First of all, it's important to know that unconditional love means giving love freely, without expectations. If you feel like you're constantly needing love, attention, approval, and validation from your partner, that's emotional dependency—not love.

This isn't to say we have to put up with a partner who's cold and has no empathy, and we all deserve to be treated lovingly. The point is that how we feel about ourselves should not be based on the treatment of our partners.

What we experience from others is a reflection of what we experience inside ourselves. If you feel desperate for another person's love, it's a sign that you're desperately in need of loving yourself. There's a hole you're trying to fill, but the reality is it can only be filled by you. As you fill this need within—as you love yourself more and more—then you'll feel more love from others, too.

Self-love is everything from how you talk to yourself when you make a mistake, to giving yourself enough time to sleep, to eating foods that make you feel nourished rather than deprived. Self-love is the simple but profound act of treating yourself the way you'd treat someone else you care about deeply.

I've experienced this concept profoundly in my own life. In the past, at times when I did not feel good enough, I desperately wanted to feel loved by someone else, in particular by a romantic partner. As much as I tried not to, I would grasp and cling for a man's love, in hope that I could feel a sense of being loved. I thought his love was the answer, and if I could just get it, everything would fall into place. This couldn't have been further from the truth.

Finally, after a ton of soul-searching and internal work, I realized the real truth, and I started to focus on loving myself. What happened next?

As the love within me grew, so did the love I felt from others.

In fact, it was directly correlated.

All this time I had been trying to get love on the outside, and it never worked. But once I started to cherish myself, the experience of being cherished by others came so naturally. I no longer had to chase after others for love; I just had to do the necessary work to feel love within myself, and the rest took care of itself.

As I began to feel full, beautiful, and magnificent internally, I experienced others feeling these things for me in a greater way than ever before.

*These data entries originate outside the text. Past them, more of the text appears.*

impl PrStore {
    /// Open or create the store inside `data_dir`.
    pub fn open(data_dir: &Path) -> Result<Self> {
        fs::create_dir_all(data_dir)?;
        Self::open_at(&data_dir.join(DB_FILE_NAME))
    }

    /// Open or create the store at an explicit database path.
    pub fn open_at(db_path: &Path) -> Result<Self> {
        let db = Connection::open(db_path)?;

        db.execute_batch(
            r#"
            PRAGMA journal_mode = WAL;
            PRAGMA synchronous = FULL;
            PRAGMA busy_timeout = 5000;
            "#,
        )?;

        Self::init_schema(&db)?;
        Self::migrate(&db)?;

        Ok(Self {
            path: db_path.to_path_buf(),
            db: Mutex::new(db),
        })
    }

    pub fn path(&self) -> &Path {
        &self.path
    }

    fn init_schema(db: &Connection) -> Result<()> {
        db.execute_batch(
            r#"
            CREATE TABLE IF NOT EXISTS prs (
                repo TEXT NOT NULL,
                number INTEGER NOT NULL,
                title TEXT NOT NULL,
                author TEXT NOT NULL,
                url TEXT NOT NULL,
                needs_review INTEGER NOT NULL DEFAULT 0,
                needs_reapproval INTEGER NOT NULL DEFAULT 0,
                ignored INTEGER NOT NULL DEFAULT 0,
                last_checked TEXT NOT NULL,
                PRIMARY KEY (repo, number)
            );

            CREATE TABLE IF NOT EXISTS state (
                key TEXT PRIMARY KEY,
                value TEXT NOT NULL
            );

            CREATE TABLE IF NOT EXISTS rechecks (
                repo TEXT NOT NULL,
                number INTEGER NOT NULL,
                started_at TEXT NOT NULL,
                PRIMARY KEY (repo, number)
            );
            "#,
        )?;

        Ok(())
    }

    /// Additive migrations: columns introduced after the first schema.
    fn migrate(db: &Connection) -> Result<()> {
        if !Self::has_column(db, "prs", "muted")? {
            db.execute_batch("ALTER TABLE prs ADD COLUMN muted INTEGER NOT NULL DEFAULT 0")?;
            info!("Added muted column to prs table");
        }
        Ok(())
    }

    fn has_column(db: &Connection, table: &str, column: &str) -> Result<bool> {
        let mut stmt = db.prepare(&format!("PRAGMA table_info({})", table))?;
        let names = stmt.query_map([], |row| row.get::<_, String>(1))?;
        for name in names {
            if name? == column {
                return Ok(true);
            }
        }
        Ok(false)
    }

    fn conn(&self) -> Result<MutexGuard<'_, Connection>> {
        self.db.lock().map_err(|e| MonitorError::Storage(e.to_string()))
    }

    /// Make every `op` (INSERT, UPDATE or DELETE) on `table` fail.
    #[cfg(test)]
    pub(crate) fn fail_writes(&self, table: &str, ops: &[&str]) -> Result<()> {
        let db = self.conn()?;
        for op in ops {
            db.execute_batch(&format!(
                "CREATE TRIGGER fail_{op}_{table} BEFORE {op} ON {table} BEGIN SELECT RAISE(FAIL, 'write blocked'); END;",
                op = op.to_lowercase(),
                table = table,
            ))?;
        }
        Ok(())
    }

    // --- pull requests -------------------------------------------------

    /// Insert or update a classified PR. Never touches `ignored`/`muted`.
    pub fn upsert_pr(&self, record: &PullRequestRecord) -> Result<()> {
        let db = self.conn()?;
        Self::upsert_pr_on(&db, record)
    }

    fn upsert_pr_on(db: &Connection, record: &PullRequestRecord) -> Result<()> {
        db.execute(
            r#"
            INSERT INTO prs (repo, number, title, author, url, needs_review, needs_reapproval, ignored, muted, last_checked)
            VALUES (?1, ?2, ?3, ?4, ?5, ?6, ?7, 0, 0, ?8)
            ON CONFLICT (repo, number) DO UPDATE SET
                title = excluded.title,
                author = excluded.author,
                url = excluded.url,
                needs_review = excluded.needs_review,
                needs_reapproval = excluded.needs_reapproval,
                last_checked = excluded.last_checked
            "#,
            params![
                record.repo,
                record.number as i64,
                record.title,
                record.author,
                record.url,
                record.needs_review,
                record.needs_reapproval,
                record.last_checked.to_rfc3339(),
            ],
        )?;
        Ok(())
    }

    pub fn remove_pr(&self, key: &PrKey) -> Result<bool> {
        let db = self.conn()?;
        let n = db.execute(
            "DELETE FROM prs WHERE repo = ?1 AND number = ?2",
            params![key.repo, key.number as i64],
        )?;
        Ok(n > 0)
    }

    /// Delete the unignored, unmuted rows of one repository.
    pub fn remove_active_prs_for_repo(&self, repo: &str) -> Result<usize> {
        let db = self.conn()?;
        let n = db.execute(
            "DELETE FROM prs WHERE repo = ?1 AND ignored = 0 AND muted = 0",
            params![repo],
        )?;
        Ok(n)
    }

    /// Replace the active rows of `repos` with `records` in one transaction.
    ///
    /// Rows of other repositories, and ignored/muted rows, are untouched.
    pub fn replace_active_prs(&self, repos: &[String], records: &[PullRequestRecord]) -> Result<()> {
        let mut db = self.conn()?;
        let tx = db.transaction()?;
        for repo in repos {
            tx.execute(
                "DELETE FROM prs WHERE repo = ?1 AND ignored = 0 AND muted = 0",
                params![repo],
            )?;
        }
        for record in records {
            Self::upsert_pr_on(&tx, record)?;
        }
        tx.commit()?;
        Ok(())
    }

    /// Active rows ordered by (repository, number).
    pub fn load_active_prs(&self) -> Result<Vec<PullRequestRecord>> {
        let db = self.conn()?;
        let mut stmt = db.prepare(&format!(
            "SELECT {} FROM prs WHERE ignored = 0 AND muted = 0 ORDER BY repo, number",
            PR_COLUMNS
        ))?;
        let rows = stmt.query_map([], pr_from_row)?;

        let mut records = Vec::new();
        for row in rows {
            records.push(row?);
        }
        Ok(records)
    }

    pub fn get_pr(&self, key: &PrKey) -> Result<Option<PullRequestRecord>> {
        let db = self.conn()?;
        let record = db
            .query_row(
                &format!("SELECT {} FROM prs WHERE repo = ?1 AND number = ?2", PR_COLUMNS),
                params![key.repo, key.number as i64],
                pr_from_row,
            )
            .optional()?;
        Ok(record)
    }

    /// Flag or unflag a PR as ignored. Ignoring an unknown PR inserts a
    /// placeholder row so the flag is in place before the PR is first seen.
    pub fn set_ignored(&self, key: &PrKey, ignored: bool) -> Result<()> {
        self.set_flag(key, "ignored", ignored)
    }

    pub fn set_muted(&self, key: &PrKey, muted: bool) -> Result<()> {
        self.set_flag(key, "muted", muted)
    }

    fn set_flag(&self, key: &PrKey, column: &str, value: bool) -> Result<()> {
        let db = self.conn()?;
        if value {
            db.execute(
                &format!(
                    r#"
                    INSERT INTO prs (repo, number, title, author, url, {col}, last_checked)
                    VALUES (?1, ?2, '', '', '', 1, ?3)
                    ON CONFLICT (repo, number) DO UPDATE SET {col} = 1
                    "#,
                    col = column
                ),
                params![key.repo, key.number as i64, Utc::now().to_rfc3339()],
            )?;
        } else {
            db.execute(
                &format!("UPDATE prs SET {} = 0 WHERE repo = ?1 AND number = ?2", column),
                params![key.repo, key.number as i64],
            )?;
        }
        Ok(())
    }

    pub fn is_ignored(&self, key: &PrKey) -> Result<bool> {
        self.flag(key, "ignored")
    }

    pub fn is_muted(&self, key: &PrKey) -> Result<bool> {
        self.flag(key, "muted")
    }

    fn flag(&self, key: &PrKey, column: &str) -> Result<bool> {
        let db = self.conn()?;
        let value: Option<bool> = db
            .query_row(
                &format!("SELECT {} FROM prs WHERE repo = ?1 AND number = ?2", column),
                params![key.repo, key.number as i64],
                |row| row.get(0),
            )
            .optional()?;
        Ok(value.unwrap_or(false))
    }

    pub fn count_ignored(&self) -> Result<usize> {
        self.count_where("ignored = 1")
    }

    pub fn count_muted(&self) -> Result<usize> {
        self.count_where("muted = 1")
    }

    fn count_where(&self, predicate: &str) -> Result<usize> {
        let db = self.conn()?;
        let n: i64 = db.query_row(
            &format!("SELECT COUNT(*) FROM prs WHERE {}", predicate),
            [],
            |row| row.get(0),
        )?;
        Ok(n as usize)
    }

    /// Drop every ignored row; still-relevant PRs return on the next sweep.
    pub fn clear_ignored(&self) -> Result<usize> {
        let db = self.conn()?;
        Ok(db.execute("DELETE FROM prs WHERE ignored = 1", [])?)
    }

    pub fn clear_muted(&self) -> Result<usize> {
        let db = self.conn()?;
        Ok(db.execute("DELETE FROM prs WHERE muted = 1", [])?)
    }

    // --- scalar state --------------------------------------------------

    pub fn get_state(&self, key: &str) -> Result<Option<String>> {
        let db = self.conn()?;
        let value = db
            .query_row("SELECT value FROM state WHERE key = ?1", params![key], |row| row.get(0))
            .optional()?;
        Ok(value)
    }

    pub fn set_state(&self, key: &str, value: &str) -> Result<()> {
        let db = self.conn()?;
        db.execute(
            r#"
            INSERT INTO state (key, value) VALUES (?1, ?2)
            ON CONFLICT (key) DO UPDATE SET value = excluded.value
            "#,
            params![key, value],
        )?;
        Ok(())
    }

    /// True when the state key holds the literal `"true"`.
    pub fn state_flag(&self, key: &str) -> Result<bool> {
        Ok(self.get_state(key)?.as_deref() == Some("true"))
    }

    // --- recheck tasks -------------------------------------------------

    /// Persist a recheck task; an existing task for the key is restarted.
    pub fn add_recheck_task(&self, task: &RecheckTask) -> Result<()> {
        let db = self.conn()?;
        db.execute(
            r#"
            INSERT INTO rechecks (repo, number, started_at) VALUES (?1, ?2, ?3)
            ON CONFLICT (repo, number) DO UPDATE SET started_at = excluded.started_at
            "#,
            params![task.repo, task.number as i64, task.started_at.to_rfc3339()],
        )?;
        Ok(())
    }

    pub fn remove_recheck_task(&self, key: &PrKey) -> Result<bool> {
        let db = self.conn()?;
        let n = db.execute(
            "DELETE FROM rechecks WHERE repo = ?1 AND number = ?2",
            params![key.repo, key.number as i64],
        )?;
        Ok(n > 0)
    }

    /// Remove the task only if it has not been restarted since `task` was read.
    pub fn complete_recheck_task(&self, task: &RecheckTask) -> Result<bool> {
        let db = self.conn()?;
        let n = db.execute(
            "DELETE FROM rechecks WHERE repo = ?1 AND number = ?2 AND started_at = ?3",
            params![task.repo, task.number as i64, task.started_at.to_rfc3339()],
        )?;
        Ok(n > 0)
    }

    pub fn get_recheck_task(&self, key: &PrKey) -> Result<Option<RecheckTask>> {
        let db = self.conn()?;
        let started_at: Option<String> = db
            .query_row(
                "SELECT started_at FROM rechecks WHERE repo = ?1 AND number = ?2",
                params![key.repo, key.number as i64],
                |row| row.get(0),
            )
            .optional()?;

        match started_at {
            None => Ok(None),
            Some(ts) => {
                let started_at = parse_timestamp(&ts)
                    .ok_or_else(|| MonitorError::Storage(format!("bad started_at for {}: {}", key, ts)))?;
                Ok(Some(RecheckTask::new(key, started_at)))
            }
        }
    }

    /// All persisted recheck tasks. Rows with an unparseable timestamp are
    /// deleted with a warning rather than failing the whole listing.
    pub fn list_recheck_tasks(&self) -> Result<Vec<RecheckTask>> {
        let raw: Vec<(String, i64, String)> = {
            let db = self.conn()?;
            let mut stmt = db.prepare("SELECT repo, number, started_at FROM rechecks ORDER BY repo, number")?;
            let rows = stmt.query_map([], |row| Ok((row.get(0)?, row.get(1)?, row.get(2)?)))?;
            let collected = rows.collect::<rusqlite::Result<Vec<_>>>()?;
            collected
        };

        let mut tasks = Vec::with_capacity(raw.len());
        for (repo, number, ts) in raw {
            let key = PrKey::new(repo, number as u64);
            match parse_timestamp(&ts) {
                Some(started_at) => tasks.push(RecheckTask::new(&key, started_at)),
                None => {
                    warn!("Dropping recheck task {} with invalid start time {:?}", key, ts);
                    self.remove_recheck_task(&key)?;
                }
            }
        }
        Ok(tasks)
    }

    // --- legacy import -------------------------------------------------

    /// Import the pre-database `ignored.json` list once.
    ///
    /// Returns the number of keys imported; zero when already imported or
    /// when the file does not exist.
    pub fn import_legacy_ignored(&self, path: &Path) -> Result<usize> {
        if self.state_flag(state_keys::IGNORED_JSON_IMPORTED)? {
            return Ok(0);
        }

        let data = match fs::read_to_string(path) {
            Ok(data) => data,
            Err(e) if e.kind() == std::io::ErrorKind::NotFound => {
                self.set_state(state_keys::IGNORED_JSON_IMPORTED, "true")?;
                return Ok(0);
            }
            Err(e) => return Err(e.into()),
        };

        let keys: Vec<String> = serde_json::from_str(&data)?;
        let mut imported = 0;
        for raw in &keys {
            match raw.parse::<PrKey>() {
                Ok(key) => match self.set_ignored(&key, true) {
                    Ok(()) => imported += 1,
                    Err(e) => warn!("Failed to import ignored PR {}: {}", raw, e),
                },
                Err(_) => warn!("Skipping malformed ignored key {:?}", raw),
            }
        }

        info!("Imported {} ignored PRs from {}", imported, path.display());
        self.set_state(state_keys::IGNORED_JSON_IMPORTED, "true")?;
        Ok(imported)
    }
}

As I accepted my feelings and was kind to myself when I struggled, I encountered others who did the same for me.

How to feel loved.

Our internal experience is mirrored back to us in our relationships; therefore, the best thing you can always do is find love within. When in doubt, love yourself.

Now, loving yourself is a process. It's not like you do it once, check it off the list, and you're good to go. It's a lifestyle.

If you want to change your body, you have to change your diet and exercise routine. Same thing if you want to change your heart: You commit to a plan, and you go for it. That can include many things:

  • Being in contact with people who lift you up
  • Changing your inner dialogue to nicer, kinder words
  • Working with a therapist or coach who can help you understand your insecurities
  • Reading books about self-love and empowerment

(Here are a few more tangible ways to practice self-love.)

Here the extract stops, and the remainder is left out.